**Instructions for the task:** Report each line of the data that contains the string "seen".

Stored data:
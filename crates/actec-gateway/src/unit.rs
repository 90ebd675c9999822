//! Availability shared by every unit

use std::sync::atomic::{AtomicBool, Ordering};

use crate::listeners::{ListenerSet, Unsubscribe};

/// Availability flag of a device, scene or group
#[derive(Default)]
pub struct Availability {
    available: AtomicBool,
    listeners: ListenerSet<bool>,
}

impl Availability {
    pub fn new(available: bool) -> Self {
        Self {
            available: AtomicBool::new(available),
            listeners: ListenerSet::new(),
        }
    }

    pub fn get(&self) -> bool {
        self.available.load(Ordering::SeqCst)
    }

    /// Update the flag, notifying listeners only when it flips
    pub fn set(&self, available: bool) {
        if self.available.swap(available, Ordering::SeqCst) != available {
            self.listeners.notify(&available);
        }
    }

    pub fn add_listener<F>(&self, callback: F) -> Unsubscribe
    where
        F: Fn(bool) + Send + Sync + 'static,
    {
        self.listeners.add(move |available: &bool| callback(*available))
    }
}

#[cfg(test)]
mod tests {
    use super::*;
    use std::sync::{Arc, Mutex};

    #[test]
    fn test_notifies_on_flip_only() {
        let availability = Availability::new(false);
        let seen = Arc::new(Mutex::new(Vec::new()));
        let _handle = availability.add_listener({
            let seen = Arc::clone(&seen);
            move |available| seen.lock().unwrap().push(available)
        });

        availability.set(true);
        availability.set(true);
        availability.set(false);
        availability.set(false);

        assert_eq!(*seen.lock().unwrap(), vec![true, false]);
        assert!(!availability.get());
    }
}
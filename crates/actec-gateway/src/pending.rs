//! Requests waiting for the gateway to reply
//!
//! Device `get` replies echo the device, endpoint and action they answer, so
//! gets are queued per [`PropertyKey`] and resolved oldest first. Set,
//! trigger and group set replies carry nothing to correlate on; each kind
//! has a single slot and callers serialize on it.

use std::collections::{HashMap, VecDeque};
use std::sync::{Mutex, PoisonError};

use actec_protocol::{OperationKind, PropertyKey, PropertyReport};
use serde_json::Value;
use tokio::sync::oneshot;

#[derive(Default)]
pub(crate) struct PendingRequests {
    gets: Mutex<HashMap<PropertyKey, VecDeque<oneshot::Sender<PropertyReport>>>>,
    completions: Mutex<HashMap<OperationKind, oneshot::Sender<Value>>>,
}

impl PendingRequests {
    pub(crate) fn register_get(&self, key: PropertyKey) -> oneshot::Receiver<PropertyReport> {
        let (tx, rx) = oneshot::channel();
        self.gets
            .lock()
            .unwrap_or_else(PoisonError::into_inner)
            .entry(key)
            .or_default()
            .push_back(tx);
        rx
    }

    /// Hand `report` to the oldest live waiter for its key
    ///
    /// Waiters that gave up are skipped. Returns false when nobody was
    /// waiting.
    pub(crate) fn resolve_get(&self, report: PropertyReport) -> bool {
        let key = report.key();
        let mut gets = self.gets.lock().unwrap_or_else(PoisonError::into_inner);
        let Some(queue) = gets.get_mut(&key) else {
            return false;
        };

        let mut report = report;
        let mut delivered = false;
        while let Some(waiter) = queue.pop_front() {
            match waiter.send(report) {
                Ok(()) => {
                    delivered = true;
                    break;
                }
                Err(returned) => report = returned,
            }
        }
        if queue.is_empty() {
            gets.remove(&key);
        }
        delivered
    }

    pub(crate) fn register_completion(&self, kind: OperationKind) -> oneshot::Receiver<Value> {
        let (tx, rx) = oneshot::channel();
        self.completions
            .lock()
            .unwrap_or_else(PoisonError::into_inner)
            .insert(kind, tx);
        rx
    }

    pub(crate) fn resolve_completion(&self, kind: OperationKind, body: Value) -> bool {
        let waiter = self
            .completions
            .lock()
            .unwrap_or_else(PoisonError::into_inner)
            .remove(&kind);
        match waiter {
            Some(waiter) => waiter.send(body).is_ok(),
            None => false,
        }
    }

    pub(crate) fn cancel_completion(&self, kind: OperationKind) {
        self.completions
            .lock()
            .unwrap_or_else(PoisonError::into_inner)
            .remove(&kind);
    }

    /// Drop every waiter; their receivers observe a closed channel
    pub(crate) fn fail_all(&self) -> usize {
        let gets: usize = self
            .gets
            .lock()
            .unwrap_or_else(PoisonError::into_inner)
            .drain()
            .map(|(_, queue)| queue.len())
            .sum();
        let completions = self
            .completions
            .lock()
            .unwrap_or_else(PoisonError::into_inner)
            .drain()
            .count();
        gets + completions
    }

    pub(crate) fn len(&self) -> usize {
        let gets: usize = self
            .gets
            .lock()
            .unwrap_or_else(PoisonError::into_inner)
            .values()
            .map(VecDeque::len)
            .sum();
        gets + self
            .completions
            .lock()
            .unwrap_or_else(PoisonError::into_inner)
            .len()
    }
}
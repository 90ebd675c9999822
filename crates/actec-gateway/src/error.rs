//! Gateway and setup error types

use std::time::Duration;

use actec_client::ClientError;
use actec_protocol::TopologyError;
use thiserror::Error;

/// Result type for gateway operations
pub type GatewayResult<T> = Result<T, GatewayError>;

/// Errors raised by [`Gateway`](crate::Gateway) operations
#[derive(Debug, Error)]
pub enum GatewayError {
    #[error(transparent)]
    Client(#[from] ClientError),

    #[error("malformed topology: {0}")]
    MalformedTopology(#[from] TopologyError),

    #[error("topology already loaded; reload the gateway to refresh it")]
    TopologyAlreadyLoaded,

    /// The connection dropped while the request was waiting for its reply
    #[error("connection to the gateway was lost before it replied")]
    ConnectionLost,

    #[error("gateway did not reply within {0:?}")]
    Timeout(Duration),
}

/// Why setting up a gateway failed
///
/// Each variant calls for a different action from the user.
#[derive(Debug, Error)]
pub enum SetupError {
    /// The gateway could not be reached; try again later
    #[error("gateway not ready: {0}")]
    NotReady(String),

    /// The peer is not a supported gateway or refused the protocol
    #[error("gateway not supported: {0}")]
    NotSupported(String),

    /// The hub has not been told to share its devices with this client
    #[error("authorization pending: keep the AcTEC app open and confirm sharing, then retry")]
    AuthorizationPending,

    /// The hub answered but its device list could not be read
    #[error("gateway sent data in an unexpected format: {0}")]
    DataFormat(String),
}

impl SetupError {
    /// Classify a failure to open the session
    pub fn from_connect(err: ClientError) -> Self {
        match err {
            ClientError::Io(_) | ClientError::ConnectionClosed | ClientError::NotConnected => {
                SetupError::NotReady(err.to_string())
            }
            other => SetupError::NotSupported(other.to_string()),
        }
    }

    /// Whether retrying later without user action may succeed
    pub fn is_transient(&self) -> bool {
        matches!(self, SetupError::NotReady(_))
    }
}
//! Frame codec
//!
//! Wire layout of one frame:
//!
//! ```text
//! [ A T <token: 12 bytes> <length: 4 hex digits> <JSON content: length bytes> ]
//! ```
//!
//! The token region is echoed from configuration on send and ignored on
//! receive. The length field is upper-case, zero-padded hex on send; any hex
//! digits are accepted on receive.

use bytes::{BufMut, Bytes, BytesMut};
use tokio_util::codec::{Decoder, Encoder};
use tracing::trace;

use crate::error::{FrameError, ProtocolResult};
use crate::message::{Message, Token};

/// Frame start marker
pub const FRAME_START: u8 = b'[';
/// Frame end marker
pub const FRAME_END: u8 = b']';
/// Vendor tag following the start marker
pub const VENDOR_TAG: &[u8; 2] = b"AT";
/// Length of the token region
pub const TOKEN_LEN: usize = 12;
/// Number of hex digits in the length field
pub const LENGTH_DIGITS: usize = 4;
/// Largest content length the length field can express
pub const MAX_CONTENT_LEN: usize = 0xFFFF;

const VENDOR_OFFSET: usize = 1;
const LENGTH_OFFSET: usize = VENDOR_OFFSET + VENDOR_TAG.len() + TOKEN_LEN;
/// Bytes preceding the JSON content
pub const PREAMBLE_LEN: usize = LENGTH_OFFSET + LENGTH_DIGITS;

/// Total frame size for a given content length
pub const fn frame_len(content_len: usize) -> usize {
    PREAMBLE_LEN + content_len + 1
}

/// Encode a message into a complete frame
pub fn encode_frame(token: &Token, message: &Message) -> ProtocolResult<Bytes> {
    let content = message.to_vec()?;
    let mut dst = BytesMut::with_capacity(frame_len(content.len()));
    write_frame(token, &content, &mut dst)?;
    Ok(dst.freeze())
}

/// Decode exactly one frame from the front of `src`
///
/// Returns the message and the number of bytes consumed. A buffer that ends
/// before the frame is complete is reported as [`FrameError::Truncated`].
pub fn decode_frame(src: &[u8]) -> ProtocolResult<(Message, usize)> {
    let mut buf = BytesMut::from(src);
    let before = buf.len();
    match FrameCodec::decode_inner(&mut buf)? {
        Some(message) => Ok((message, before - buf.len())),
        None => Err(truncated(&buf)),
    }
}

fn write_frame(token: &Token, content: &[u8], dst: &mut BytesMut) -> ProtocolResult<()> {
    if content.len() > MAX_CONTENT_LEN {
        return Err(FrameError::TooLarge(content.len()));
    }
    dst.reserve(frame_len(content.len()));
    dst.put_u8(FRAME_START);
    dst.put_slice(VENDOR_TAG);
    dst.put_slice(token.as_bytes());
    dst.put_slice(format!("{:04X}", content.len()).as_bytes());
    dst.put_slice(content);
    dst.put_u8(FRAME_END);
    Ok(())
}

fn parse_length(field: &[u8]) -> ProtocolResult<usize> {
    let invalid = || FrameError::InvalidLength(String::from_utf8_lossy(field).into_owned());
    if !field.iter().all(u8::is_ascii_hexdigit) {
        return Err(invalid());
    }
    let text = std::str::from_utf8(field).map_err(|_| invalid())?;
    usize::from_str_radix(text, 16).map_err(|_| invalid())
}

fn truncated(buf: &BytesMut) -> FrameError {
    let expected = if buf.len() >= PREAMBLE_LEN {
        parse_length(&buf[LENGTH_OFFSET..PREAMBLE_LEN])
            .map(frame_len)
            .unwrap_or(PREAMBLE_LEN)
    } else {
        PREAMBLE_LEN
    };
    FrameError::Truncated {
        expected,
        actual: buf.len(),
    }
}

/// Streaming codec for `FramedRead` / `FramedWrite`
#[derive(Debug, Clone)]
pub struct FrameCodec {
    token: Token,
}

impl FrameCodec {
    pub fn new(token: Token) -> Self {
        Self { token }
    }

    pub fn token(&self) -> &Token {
        &self.token
    }

    fn decode_inner(src: &mut BytesMut) -> ProtocolResult<Option<Message>> {
        if src.is_empty() {
            return Ok(None);
        }
        if src[0] != FRAME_START {
            return Err(FrameError::InvalidStart(src[0]));
        }
        let vendor_end = VENDOR_OFFSET + VENDOR_TAG.len();
        if src.len() >= vendor_end && &src[VENDOR_OFFSET..vendor_end] != VENDOR_TAG {
            return Err(FrameError::InvalidVendor(
                String::from_utf8_lossy(&src[VENDOR_OFFSET..vendor_end]).into_owned(),
            ));
        }
        if src.len() < PREAMBLE_LEN {
            src.reserve(PREAMBLE_LEN - src.len());
            return Ok(None);
        }

        let length = parse_length(&src[LENGTH_OFFSET..PREAMBLE_LEN])?;
        let total = frame_len(length);
        if src.len() < total {
            src.reserve(total - src.len());
            return Ok(None);
        }

        let end = src[total - 1];
        if end != FRAME_END {
            return Err(FrameError::InvalidEnd(end));
        }

        let frame = src.split_to(total);
        trace!(length, "Decoded frame");
        Message::from_slice(&frame[PREAMBLE_LEN..total - 1]).map(Some)
    }
}

impl Decoder for FrameCodec {
    type Item = Message;
    type Error = FrameError;

    fn decode(&mut self, src: &mut BytesMut) -> Result<Option<Message>, FrameError> {
        Self::decode_inner(src)
    }

    fn decode_eof(&mut self, src: &mut BytesMut) -> Result<Option<Message>, FrameError> {
        match Self::decode_inner(src)? {
            Some(message) => Ok(Some(message)),
            None if src.is_empty() => Ok(None),
            None => Err(truncated(src)),
        }
    }
}

impl<'a> Encoder<&'a Message> for FrameCodec {
    type Error = FrameError;

    fn encode(&mut self, item: &'a Message, dst: &mut BytesMut) -> Result<(), FrameError> {
        let content = item.to_vec()?;
        write_frame(&self.token, &content, dst)
    }
}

**Exercise response:**
        let seen = Arc::new(Mutex::new(Vec::new()));
            let seen = Arc::clone(&seen);
            move |available| seen.lock().unwrap().push(available)
        assert_eq!(*seen.lock().unwrap(), vec![true, false]);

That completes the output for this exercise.